- Task instructions -
Every line in the entries where "CallbackContext" is found should be copied.

- Data for review -
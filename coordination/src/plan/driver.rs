//! Plan driver: walks a service's plan in topology order
//!
//! Each step is entered at most once per walk:
//!
//! ```text
//! reached? ──yes──► skip
//!    │no
//!    ▼
//! pre-condition ─► callback (write txn) ─► post-condition ─► mark reached (+ SLA start)
//!    │ fail            │ fail                 │ fail                 │
//!    └─────────────────┴──────────────────────┴─► mark failed, stop   ▼
//!                                                          post-action, outcome recorded
//! ```
//!
//! A failed state is retried from the same step on the next `converge`.

use super::convergence::{CallbackContext, NanoCallback};
use super::types::{ComponentType, PlanStep, PostActionStatus, StateStatus, Topology};
use crate::actions::{ActionInvocation, ActionRegistry};
use crate::error::{NanoError, NanoResult};
use crate::sla::SlaMonitor;
use crate::store::{
    with_read, with_write, ConfigStore, NodePath, Principal, ServiceId, TransactionExt,
};
use chrono::{DateTime, Utc};
use serde::Serialize;
use std::collections::HashMap;
use std::sync::Arc;

/// Where a walk stopped
#[derive(Debug, Clone, PartialEq, Eq, Serialize)]
pub struct StepFailure {
    /// `<component>/<state>`
    pub step: String,
    pub message: String,
}

/// Outcome of one `converge` call
#[derive(Debug, Clone, PartialEq, Eq, Serialize)]
pub struct ConvergeReport {
    pub service: ServiceId,
    /// Steps newly reached in this walk
    pub reached: Vec<String>,
    pub failure: Option<StepFailure>,
    /// `self` reached `ready`
    pub ready: bool,
}

fn step_label(step: &PlanStep) -> String {
    format!("{}/{}", step.component.name, step.state)
}

pub struct PlanDriver {
    store: Arc<dyn ConfigStore>,
    principal: Principal,
    topology: Topology,
    callbacks: HashMap<(ComponentType, &'static str), Arc<dyn NanoCallback>>,
    actions: Arc<ActionRegistry>,
}

impl PlanDriver {
    pub fn new(
        store: Arc<dyn ConfigStore>,
        principal: Principal,
        topology: Topology,
        actions: Arc<ActionRegistry>,
    ) -> Self {
        Self {
            store,
            principal,
            topology,
            callbacks: HashMap::new(),
            actions,
        }
    }

    /// Register the convergence callback for a (component type, state)
    pub fn register_callback(
        &mut self,
        kind: ComponentType,
        state: &'static str,
        callback: Arc<dyn NanoCallback>,
    ) {
        tracing::debug!(component_type = %kind, state, "Nano service callback registered");
        self.callbacks.insert((kind, state), callback);
    }

    pub async fn converge(&self, service: &ServiceId) -> NanoResult<ConvergeReport> {
        self.converge_at(service, Utc::now()).await
    }

    /// Walk the plan with `now` as the state-entry time
    pub async fn converge_at(
        &self,
        service: &ServiceId,
        now: DateTime<Utc>,
    ) -> NanoResult<ConvergeReport> {
        let mut report = ConvergeReport {
            service: service.clone(),
            reached: Vec::new(),
            failure: None,
            ready: false,
        };

        for step in &self.topology.steps {
            let status = with_read(self.store.as_ref(), &self.principal, |txn| {
                let record = txn.service(service)?;
                Ok(record
                    .plan
                    .state(&step.component, step.state)
                    .map(|s| s.status))
            })?;
            let Some(status) = status else {
                return Err(NanoError::Convergence {
                    component: step.component.to_string(),
                    state: step.state.to_string(),
                    message: "state missing from the service plan".to_string(),
                });
            };
            if status == StateStatus::Reached {
                continue;
            }

            if let Err(message) = self.enter(service, step, status, now).await {
                let label = step_label(step);
                tracing::warn!(
                    service = %service,
                    step = %label,
                    error = %message,
                    "Plan state failed"
                );
                self.mark_failed(service, step, &message, now)?;
                report.failure = Some(StepFailure {
                    step: label,
                    message,
                });
                return Ok(report);
            }
            report.reached.push(step_label(step));
            self.run_post_action(service, step).await;
        }

        report.ready = with_read(self.store.as_ref(), &self.principal, |txn| {
            Ok(txn.service(service)?.plan.is_ready())
        })?;
        if report.ready {
            tracing::info!(service = %service, "Plan ready");
        }
        Ok(report)
    }

    /// Pre-condition, callback, post-condition and the reached mark
    async fn enter(
        &self,
        service: &ServiceId,
        step: &PlanStep,
        status: StateStatus,
        now: DateTime<Utc>,
    ) -> Result<(), String> {
        if let Some(name) = step.wiring.pre_condition {
            self.condition(service, name).await?;
        }

        if step.wiring.create_callback {
            let callback = self
                .callbacks
                .get(&(step.component.kind, step.state))
                .ok_or_else(|| format!("no callback registered for {}", step_label(step)))?;
            with_write(self.store.as_ref(), &self.principal, |txn| {
                callback.create(
                    txn,
                    &CallbackContext {
                        service,
                        component: &step.component,
                        state: step.state,
                        status,
                    },
                )
            })
            .map_err(|e| e.to_action_message())?;
        }

        if let Some(name) = step.wiring.post_condition {
            self.condition(service, name).await?;
        }

        with_write(self.store.as_ref(), &self.principal, |txn| {
            let mut record = txn.service(service)?;
            if let Some(state) = record.plan.state_mut(&step.component, step.state) {
                state.status = StateStatus::Reached;
                state.when = Some(now);
                state.error = None;
            }
            if step.wiring.starts_sla {
                SlaMonitor::start(txn, &mut record, now)?;
            }
            txn.put_service(record)?;
            Ok(())
        })
        .map_err(|e| e.to_action_message())?;

        tracing::info!(
            service = %service,
            component = %step.component,
            state = step.state,
            "Plan state reached"
        );
        Ok(())
    }

    async fn condition(&self, service: &ServiceId, name: &str) -> Result<(), String> {
        let output = self.actions.call(&self.invocation(service, name)).await;
        if output.result {
            Ok(())
        } else {
            Err(format!("{name}: {}", output.msg))
        }
    }

    /// Run the step's post-action; its outcome is recorded, never fatal
    async fn run_post_action(&self, service: &ServiceId, step: &PlanStep) {
        let Some(name) = step.wiring.post_action else {
            return;
        };
        let output = self.actions.call(&self.invocation(service, name)).await;
        if !output.result {
            tracing::warn!(
                service = %service,
                action = name,
                msg = %output.msg,
                "Post-action failed"
            );
        }
        let recorded = with_write(self.store.as_ref(), &self.principal, |txn| {
            let mut record = txn.service(service)?;
            if let Some(state) = record.plan.state_mut(&step.component, step.state) {
                state.post_action = Some(PostActionStatus {
                    action: name.to_string(),
                    result: output.result,
                    msg: output.msg.clone(),
                });
            }
            txn.put_service(record)?;
            Ok(())
        });
        if let Err(e) = recorded {
            tracing::warn!(
                service = %service,
                action = name,
                error = %e,
                "Could not record post-action outcome"
            );
        }
    }

    fn mark_failed(
        &self,
        service: &ServiceId,
        step: &PlanStep,
        message: &str,
        now: DateTime<Utc>,
    ) -> NanoResult<()> {
        with_write(self.store.as_ref(), &self.principal, |txn| {
            let mut record = txn.service(service)?;
            if let Some(state) = record.plan.state_mut(&step.component, step.state) {
                state.status = StateStatus::Failed;
                state.when = Some(now);
                state.error = Some(message.to_string());
            }
            txn.put_service(record)?;
            Ok(())
        })
    }

    fn invocation(&self, service: &ServiceId, name: &str) -> ActionInvocation {
        ActionInvocation::new(
            self.principal.clone(),
            name,
            NodePath::ServiceAction {
                service: service.clone(),
                action: name.to_string(),
            },
        )
    }
}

- Completed task -
use super::convergence::{CallbackContext, NanoCallback};
                    &CallbackContext {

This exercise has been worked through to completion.